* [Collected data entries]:
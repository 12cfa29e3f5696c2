// matchday/src/ids.rs

//! Human-typable references handed to customers: `TKT-<time>-<rand>` for
//! bookings and `ORD-<time>-<rand>` for orders. Independent of any store id.

use chrono::{DateTime, Utc};
use rand::Rng;

const BASE36: &[u8; 36] = b"0123456789ABCDEFGHIJKLMNOPQRSTUVWXYZ";
const SUFFIX_LEN: usize = 4;

pub const BOOKING_PREFIX: &str = "TKT";
pub const ORDER_PREFIX: &str = "ORD";

fn to_base36(mut n: u64) -> String {
  if n == 0 {
    return "0".to_string();
  }
  let mut digits = Vec::new();
  while n > 0 {
    digits.push(BASE36[(n % 36) as usize]);
    n /= 36;
  }
  digits.reverse();
  String::from_utf8_lossy(&digits).into_owned()
}

fn random_suffix(rng: &mut impl Rng) -> String {
  (0..SUFFIX_LEN)
    .map(|_| char::from(BASE36[rng.gen_range(0..BASE36.len())]))
    .collect()
}

/// `<prefix>-<base36 epoch millis>-<4 random base36 chars>`.
pub fn reference_at(prefix: &str, now: DateTime<Utc>, rng: &mut impl Rng) -> String {
  let millis = u64::try_from(now.timestamp_millis()).unwrap_or(0);
  format!("{}-{}-{}", prefix, to_base36(millis), random_suffix(rng))
}

pub fn new_booking_id() -> String {
  reference_at(BOOKING_PREFIX, Utc::now(), &mut rand::thread_rng())
}

pub fn new_order_id() -> String {
  reference_at(ORDER_PREFIX, Utc::now(), &mut rand::thread_rng())
}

* [REQUIRED WORK]:
In the entries above, find each line with the word "impl" and copy it.

* [RESPONSE BELOW]:
fn random_suffix(rng: &mut impl Rng) -> String {
pub fn reference_at(prefix: &str, now: DateTime<Utc>, rng: &mut impl Rng) -> String {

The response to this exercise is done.